いつのことだったか,数日前の食後のひととき,うちのカミさんの携帯電話にメール着信の音が鳴った。どうやら彼女の高校時代からの友人で,主婦をしている仲間からのメールだったようで,その息子さんがこのたび希望の私立中学に合格したらしい。
その方には一度もお会いしたことはないが,以前からその方の名前は聞かされており,うちの娘のあかねちゃんより5つほど年下の男のお子さんがいらっしゃることも知っていた。そうか,その息子さんももう中学生になるんだな,早いものだと感じるとともに,その受験合格の吉報を嬉しく思った。
今も覚えているのだけれど,その方は,娘のあかねちゃんが誕生して間もなく,手作りのパッチワークの手芸品と,赤ちゃんでも片手で握ることのできる大きさの人形を贈ってくださった。どういう訳かそのことははっきりと覚えているのだ。うちのカミさんもその方も,結婚した時期はそれほど離れてはおらず,お互いに早く子供が欲しかったと思う。その方は一足先に子宝に恵まれたカミさんと生まれたばかりのあかねちゃんに,心のこもった贈り物をしてくれたのだ。そのパッチワークは,ファスナー付きのいくつかのポケットがちりばめられていてそれで子供が遊ぶことができるようになっており,心を込めて作られたことがありありと分かるのである。そのパッチワークの上で寝転がっているあかねちゃんの写真もある。また,それ以外にもさきほど述べた人形の贈り物もあった。人形といっても,クマさんか何かの動物で,その表情が何とも可愛かったのである。
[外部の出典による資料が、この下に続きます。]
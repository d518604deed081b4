//! Emotional contagion between agents.
//!
//! A receiver observing a source may catch one of the source's emotions.
//! Contagion happens when `charisma(source) * receptivity(receiver)` reaches
//! the threshold. The caught emotion is either a scaled copy of the detected
//! one or, when a specific emotion to create is given, that emotion.

use mindset_types::Emotion;
use tracing::debug;

use crate::cognitive::CognitiveState;
use crate::snapshot::AgentSnapshot;

/// One contagion attempt.
#[derive(Debug, Clone)]
pub struct Contagion {
    /// Emotion to look for in the source.
    pub detected: Emotion,
    /// Emotion to create instead of copying the detected one.
    pub created: Option<Emotion>,
    /// Overrides the source's charisma.
    pub charisma: Option<f64>,
    /// Overrides the receiver's receptivity.
    pub receptivity: Option<f64>,
    /// Overrides the configured threshold.
    pub threshold: Option<f64>,
    /// Decay of the caught emotion, clamped to `[0, 1]`.
    pub decay: Option<f64>,
    /// Intensity of a created emotion, clamped to `[0, 1]`.
    pub intensity: Option<f64>,
}

impl Contagion {
    /// Copy `detected` when it is found.
    pub const fn of(detected: Emotion) -> Self {
        Self {
            detected,
            created: None,
            charisma: None,
            receptivity: None,
            threshold: None,
            decay: None,
            intensity: None,
        }
    }

    /// Create `created` when `detected` is found.
    #[must_use]
    pub fn creating(mut self, created: Emotion) -> Self {
        self.created = Some(created);
        self
    }

    /// Builder: override the threshold.
    #[must_use]
    pub const fn with_threshold(mut self, threshold: f64) -> Self {
        self.threshold = Some(threshold);
        self
    }
}

/// Attempt `contagion` from `source` to `receiver`.
///
/// Returns `true` if an emotion was caught.
pub fn spread(
    receiver: &mut CognitiveState,
    source: &AgentSnapshot,
    contagion: &Contagion,
    default_threshold: f64,
) -> bool {
    let Some(held) = source
        .emotions
        .iter()
        .find(|emotion| emotion.same_as(&contagion.detected))
    else {
        return false;
    };
    let charisma = contagion.charisma.unwrap_or(source.charisma);
    let receptivity = contagion
        .receptivity
        .unwrap_or(receiver.dispositions.receptivity);
    let threshold = contagion.threshold.unwrap_or(default_threshold);
    let susceptibility = charisma * receptivity;
    if susceptibility < threshold {
        return false;
    }

    let decay = contagion.decay.map(|d| d.clamp(0.0, 1.0));
    let caught = match &contagion.created {
        Some(created) => {
            let mut emotion = created.clone();
            emotion.decay = decay.unwrap_or(held.decay);
            if let Some(intensity) = contagion.intensity {
                emotion.intensity = Some(intensity.clamp(0.0, 1.0));
            }
            emotion
        }
        None => {
            let mut emotion = held.clone();
            emotion.intensity = held.intensity.map(|i| i * susceptibility);
            emotion.decay = decay.unwrap_or(held.decay);
            emotion
        }
    };
    let caught = Emotion {
        agent_cause: Some(source.agent),
        owner: None,
        ..caught
    };
    debug!(
        agent_id = %receiver.owner(),
        source = %source.agent,
        emotion = %caught,
        "emotion caught"
    );
    receiver.add_emotion(caught)
}

#[cfg(test)]
#[allow(clippy::unwrap_used)]
mod tests {
    use mindset_types::{AgentId, EmotionKind, Predicate};

    use super::*;
    use crate::config::{CognitionTunables, EngineConfig};
    use crate::norms::NormBook;

    fn receiver(receptivity: f64) -> CognitiveState {
        let mut state = CognitiveState::new(
            AgentId::new(),
            EngineConfig::default(),
            &CognitionTunables::default(),
        );
        state.dispositions.receptivity = receptivity;
        state
    }

    fn source(charisma: f64, emotions: Vec<Emotion>) -> AgentSnapshot {
        AgentSnapshot {
            agent: AgentId::new(),
            emotions,
            charisma,
            norms: NormBook::new(),
            obligations: Vec::new(),
        }
    }

    fn fear() -> Emotion {
        Emotion::new(EmotionKind::Fear).about(Predicate::new("fire"))
    }

    #[test]
    fn copy_scales_intensity_and_credits_source() {
        let mut r = receiver(0.5);
        let s = source(0.8, vec![fear().with_intensity(0.5).with_decay(0.1)]);
        assert!(spread(&mut r, &s, &Contagion::of(fear()), 0.25));
        let caught = r.emotions().first_of_kind(&EmotionKind::Fear).unwrap();
        assert!((caught.intensity.unwrap() - 0.2).abs() < 1e-9);
        assert!((caught.decay - 0.1).abs() < 1e-9);
        assert_eq!(caught.agent_cause, Some(s.agent));
    }

    #[test]
    fn below_threshold_nothing_spreads() {
        let mut r = receiver(0.2);
        let s = source(0.5, vec![fear()]);
        assert!(!spread(&mut r, &s, &Contagion::of(fear()), 0.25));
        assert!(r.emotions().is_empty());
    }

    #[test]
    fn missing_emotion_nothing_spreads() {
        let mut r = receiver(1.0);
        let s = source(1.0, vec![Emotion::new(EmotionKind::Joy)]);
        assert!(!spread(&mut r, &s, &Contagion::of(fear()), 0.25));
    }

    #[test]
    fn created_emotion_uses_clamped_overrides() {
        let mut r = receiver(1.0);
        let s = source(1.0, vec![fear().with_decay(0.3)]);
        let mut contagion = Contagion::of(fear()).creating(Emotion::new(EmotionKind::Anger));
        contagion.intensity = Some(1.7);
        assert!(spread(&mut r, &s, &contagion, 0.25));
        let anger = r.emotions().first_of_kind(&EmotionKind::Anger).unwrap();
        assert!((anger.intensity.unwrap() - 1.0).abs() < f64::EPSILON);
        assert!((anger.decay - 0.3).abs() < 1e-9);
        assert_eq!(anger.agent_cause, Some(s.agent));
    }

    #[test]
    fn threshold_override_applies() {
        let mut r = receiver(0.1);
        let s = source(1.0, vec![fear()]);
        let contagion = Contagion::of(fear()).with_threshold(0.05);
        assert!(spread(&mut r, &s, &contagion, 0.25));
        assert!(r.emotions().first_of_kind(&EmotionKind::Fear).unwrap().intensity.is_none());
    }
}
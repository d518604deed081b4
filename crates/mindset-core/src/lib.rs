//! Deliberation, behaviour library and population runner for the Mindset
//! BDI engine.
//!
//! This crate owns the per-agent tick that drives every agent's mind:
//! perception and rule triggers, laws, social updates, coping, then
//! deliberation (intention persistence, selection, plan or norm dispatch)
//! and end-of-tick bookkeeping. Around it sit the behaviour library, the
//! seams to whatever authors behaviour, and the population runner that
//! ticks many agents in parallel over read-only snapshots.
//!
//! # Modules
//!
//! - [`clock`] -- Simulation clock with tick counter and time step.
//! - [`config`] -- Configuration loading from `mindset-config.yaml` into
//!   strongly-typed structs.
//! - [`collaborator`] -- Guards, evaluated expressions and the
//!   [`RandomSource`] seam.
//! - [`library`] -- Plans, norms, laws, sanctions and triggers.
//! - [`selection`] -- Choosing intentions, plans and norms.
//! - [`enforcement`] -- Sanctioning and rewarding other agents.
//! - [`tick`] -- The per-agent tick cycle ([`run_tick`]).
//! - [`population`] -- Every agent and the parallel fan-out of a tick.
//! - [`runner`] -- The simulation loop.
//!
//! [`RandomSource`]: collaborator::RandomSource
//! [`run_tick`]: tick::run_tick

pub mod clock;
pub mod collaborator;
pub mod config;
pub mod enforcement;
pub mod library;
pub mod population;
pub mod runner;
pub mod selection;
pub mod tick;

pub use collaborator::{Condition, Expr, GuardError, RandomSource, RngSource};
pub use library::{Law, Library, Norm, Plan, Sanction, Situation, Trigger, TriggerPhase};
pub use population::{Population, TickSummary};
pub use runner::{Simulation, SimulationResult, run_simulation};
pub use tick::{ExecutionResult, TickContext, TickError, run_tick};
//! Bounded trace of what the agent was thinking.

use std::collections::VecDeque;

/// Newest-first log of trace notes, capped at a fixed capacity.
#[derive(Debug, Clone)]
pub struct ThoughtLog {
    capacity: usize,
    entries: VecDeque<String>,
}

impl ThoughtLog {
    /// Create an empty log holding at most `capacity` notes.
    pub fn new(capacity: usize) -> Self {
        Self {
            capacity,
            entries: VecDeque::with_capacity(capacity),
        }
    }

    /// Record a note, dropping the oldest once full.
    pub fn record(&mut self, note: impl Into<String>) {
        if self.capacity == 0 {
            return;
        }
        self.entries.push_front(note.into());
        self.entries.truncate(self.capacity);
    }

    /// The most recent note.
    pub fn latest(&self) -> Option<&str> {
        self.entries.front().map(String::as_str)
    }

    /// Notes, newest first.
    pub fn iter(&self) -> impl Iterator<Item = &str> {
        self.entries.iter().map(String::as_str)
    }

    /// Number of notes held.
    pub fn len(&self) -> usize {
        self.entries.len()
    }

    /// True if no note has been recorded.
    pub fn is_empty(&self) -> bool {
        self.entries.is_empty()
    }
}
その贈り物を目にした時,私は,ああ,この方はうちのカミさんの本当の友達なんだな,カミさんも心根の優しい良い友達をもって幸せ者だなと心から感じたものである。今でもそのことをはっきりと覚えている。それから約5年後,幸いにしてその方も子宝に恵まれ,もうそのお子さんが晴れて中学生となるのである。月日の経つのは早いものだ。一方,そのあかねちゃんも,来年の今頃は大学受験という修羅場を迎えることになる(笑)。
先日,カミさんの携帯に届いた真の友人からのメール。ちょっと遠い昔に感じたほのぼのとした感謝の念がその時よみがえってきたのである。